Sunday Readings: Isaiah 56.1, 6-7; Romans 11.13-15, 29-32; Matthew 15.21-28

“It is not faith to take the children’s food and throw it to the dogs,” Jesus said, but the Canaanite women said, “Yes, Lord, yet even the dogs under the table eat the children’s crumbs that fall from their master’s table.” – Matthew 15.26-27

In both Matthew’s and Mark’s version of this gospel, Jesus refuses to help a Gentile mother who asks him to free her daughter from a demon. Both gospels preserve Jesus’ refusal, “It is not fair to take the children’s food and throw it to the dogs.” This saying insists Jesus’ mission is only to the Jewish people. In using the saying, Jesus not only refuses the woman’s request, his only refusal to help in the gospels, but he insults her. He uses an ethic slur. The saying makes her a dog.

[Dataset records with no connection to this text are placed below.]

//! Physical encodings of a record. Records are always held in BAM binary
//! form; a codec turns a frame into that form and back.

mod sam;

use crate::error::DecodeError;
use crate::frame::Framing;
use crate::record::Record;
use crate::U32_SIZE;
use byteorder::{ByteOrder, LittleEndian, WriteBytesExt};
use serde::{Deserialize, Serialize};

pub use sam::SamCodec;

/// Record encoding of a stream.
#[derive(Debug, Clone, Copy, PartialEq, Eq, Serialize, Deserialize)]
#[serde(rename_all = "snake_case")]
pub enum Format {
    Bam,
    Sam,
}

impl Format {
    pub fn extension(self) -> &'static str {
        match self {
            Format::Bam => "bam",
            Format::Sam => "sam",
        }
    }
}

pub trait RecordCodec: Send + Sync {
    fn format(&self) -> Format;

    /// How frames of this encoding are delimited in a stream.
    fn framing(&self) -> Framing;

    /// Loads the record held in `frame` into `rec`. Must fail, never panic, on
    /// malformed bytes.
    fn decode(&self, frame: &[u8], rec: &mut Record) -> Result<(), DecodeError>;

    /// Appends one frame holding `rec` to `out`.
    fn encode(&self, rec: &Record, out: &mut Vec<u8>);
}

/// BAM records: `block_size` followed by the record itself.
#[derive(Debug, Clone, Copy, Default)]
pub struct BamCodec;

impl RecordCodec for BamCodec {
    fn format(&self) -> Format {
        Format::Bam
    }

    fn framing(&self) -> Framing {
        Framing::LengthPrefixed
    }

    fn decode(&self, frame: &[u8], rec: &mut Record) -> Result<(), DecodeError> {
        if frame.len() < U32_SIZE {
            return Err(DecodeError::TooShort {
                len: frame.len(),
                min: U32_SIZE,
            });
        }
        let declared = LittleEndian::read_u32(frame) as usize;
        let actual = frame.len() - U32_SIZE;
        if declared != actual {
            return Err(DecodeError::BlockSizeMismatch { declared, actual });
        }
        rec.load(&frame[U32_SIZE..])
    }

    fn encode(&self, rec: &Record, out: &mut Vec<u8>) {
        // Writes into a Vec cannot fail.
        let _ = out.write_u32::<LittleEndian>(rec.len() as u32);
        out.extend_from_slice(rec.data());
    }
}

#[cfg(test)]
mod tests {
    use super::*;
    use crate::record::builder::RecordBuilder;
    use crate::record::SlotId;

    #[test]
    fn test_bam_decode_encode() {
        let frame = RecordBuilder::new("read1")
            .ref_id(0)
            .pos(10)
            .cigar("2M")
            .seq("AC")
            .build_frame();
        let mut rec = Record::with_slot(SlotId(0));
        BamCodec.decode(&frame, &mut rec).unwrap();
        assert_eq!(rec.group_key(), b"read1");
        let mut out = Vec::new();
        BamCodec.encode(&rec, &mut out);
        assert_eq!(out, frame);
    }

    #[test]
    fn test_bam_block_size_mismatch() {
        let mut frame = RecordBuilder::new("r").build_frame();
        frame.push(0);
        let mut rec = Record::with_slot(SlotId(0));
        assert!(matches!(
            BamCodec.decode(&frame, &mut rec),
            Err(DecodeError::BlockSizeMismatch { .. })
        ));
        assert!(matches!(
            BamCodec.decode(&[1, 0], &mut rec),
            Err(DecodeError::TooShort { len: 2, min: 4 })
        ));
    }
}
use crate::block::Block;
use crate::util::{decompress_block, fetch_block};

// Fetches BGZF blocks on one thread and inflates them on the rest of the pool.
use flume::{Receiver, Sender};
use std::cmp::{Ord, Ordering, PartialEq, PartialOrd};
use std::collections::BinaryHeap;
use std::io::{self, Read};
use std::sync::Arc;

enum Status {
    Success(Block),
    Failed(io::Error),
    Eof,
}

struct Task(usize, Status);

impl Ord for Task {
    fn cmp(&self, other: &Self) -> Ordering {
        // Smallest go first.
        other.0.cmp(&self.0)
    }
}

impl PartialOrd for Task {
    fn partial_cmp(&self, other: &Self) -> Option<Ordering> {
        Some(self.cmp(other))
    }
}

impl Eq for Task {}

impl PartialEq for Task {
    fn eq(&self, other: &Self) -> bool {
        self.0 == other.0
    }
}

/// Prefetches and decompresses BGZF blocks. Blocks come out in stream order
/// whatever order they were inflated in.
pub(crate) struct Readahead {
    used_block_sender: Sender<Block>,
    ready_to_processing_rx: Receiver<Status>,
    finished: bool,
}

impl Readahead {
    pub fn new(thread_num: usize, mut reader: Box<dyn Read + Send + 'static>) -> io::Result<Self> {
        // No less than 3 threads to avoid deadlock.
        let thread_num = std::cmp::max(thread_num, 3);
        let (read_bufs_send, read_bufs_recv) = flume::unbounded();
        let (used_block_sender, used_block_receiver) = flume::unbounded();
        let (completed_task_tx, sorting_blocks_rx) = flume::unbounded::<Task>();
        let (ready_tasks_tx, ready_to_processing_rx) = flume::unbounded();
        for _ in 0..thread_num {
            let _ = read_bufs_send.send(Vec::new());
            let _ = used_block_sender.send(Block::default());
        }
        let pool = Arc::new(
            rayon::ThreadPoolBuilder::new()
                .num_threads(thread_num)
                .thread_name(|i| format!("bgzf-readahead-{}", i))
                .build()
                .map_err(|e| io::Error::new(io::ErrorKind::Other, e))?,
        );

        // Ordering thread.
        pool.spawn(move || {
            // Blocks are not necessarily inflated in stream order.
            let mut block_heap = BinaryHeap::<Task>::new();
            let mut cur_block_num = 0;
            while let Ok(task) = sorting_blocks_rx.recv() {
                block_heap.push(task);
                while block_heap.peek().map_or(false, |t| t.0 == cur_block_num) {
                    if let Some(Task(_, status)) = block_heap.pop() {
                        if ready_tasks_tx.send(status).is_err() {
                            // Reader dropped.
                            return;
                        }
                    }
                    cur_block_num += 1;
                }
            }
        });

        // Reading thread.
        let inflate_pool = Arc::clone(&pool);
        pool.spawn(move || {
            let mut cur_task: usize = 0;
            while let Ok(mut block) = used_block_receiver.recv() {
                let mut read_buf = match read_bufs_recv.recv() {
                    Ok(buf) => buf,
                    Err(_) => return,
                };
                let task_ready_to_sort_tx = completed_task_tx.clone();
                match fetch_block(&mut reader, &mut read_buf, &mut block) {
                    Ok(0) => {
                        let _ = task_ready_to_sort_tx.send(Task(cur_task, Status::Eof));
                        return;
                    }
                    Ok(_) => {}
                    Err(e) => {
                        let _ = task_ready_to_sort_tx.send(Task(cur_task, Status::Failed(e)));
                        return;
                    }
                }

                let read_buf_sender = read_bufs_send.clone();
                let task_num = cur_task;
                inflate_pool.spawn(move || {
                    let status = match decompress_block(&read_buf, &mut block) {
                        Ok(()) => Status::Success(block),
                        Err(e) => Status::Failed(e),
                    };
                    let _ = task_ready_to_sort_tx.send(Task(task_num, status));
                    let _ = read_buf_sender.send(read_buf);
                });

                cur_task += 1;
            }
        });
        Ok(Self {
            used_block_sender,
            ready_to_processing_rx,
            finished: false,
        })
    }

    /// Hands back a consumed block and waits for the next one. `None` at end
    /// of stream.
    pub fn get_block(&mut self, old_buf: Block) -> io::Result<Option<Block>> {
        if self.finished {
            return Ok(None);
        }
        // The reading thread may have stopped already, the block is then
        // simply dropped.
        let _ = self.used_block_sender.send(old_buf);
        let status = self.ready_to_processing_rx.recv().map_err(|_| {
            io::Error::new(io::ErrorKind::BrokenPipe, "BGZF readahead stopped")
        })?;
        match status {
            Status::Success(block) => Ok(Some(block)),
            Status::Eof => {
                self.finished = true;
                Ok(None)
            }
            Status::Failed(e) => {
                self.finished = true;
                Err(e)
            }
        }
    }
}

How can Jesus, who everywhere else in the four gospels reaches out to sinners, lepers and crazy people, express such close-minded prejudice to this woman? This story reflects conflicts in Christian communities after Jesus’ death and resurrection. Some Christian must claim Jesus taught the saying, “Don’t throw the children’s food to the dogs.” In both Matthew’s and Mark’s gospels, the woman counters with the truth of her own experience. “Even the dogs under the table eat the children’s crumbs.” At her house both messy children and hungry dogs eat. Her comeback makes space for children and dogs at the same table, for Jews and Gentiles. Her quick wit challenges the meaning of the saying and shows exclusion is not Jesus’ teaching.

What practices today exclude you or fail to nourish you? What experiences have broadened whom you accept into your house or parish community?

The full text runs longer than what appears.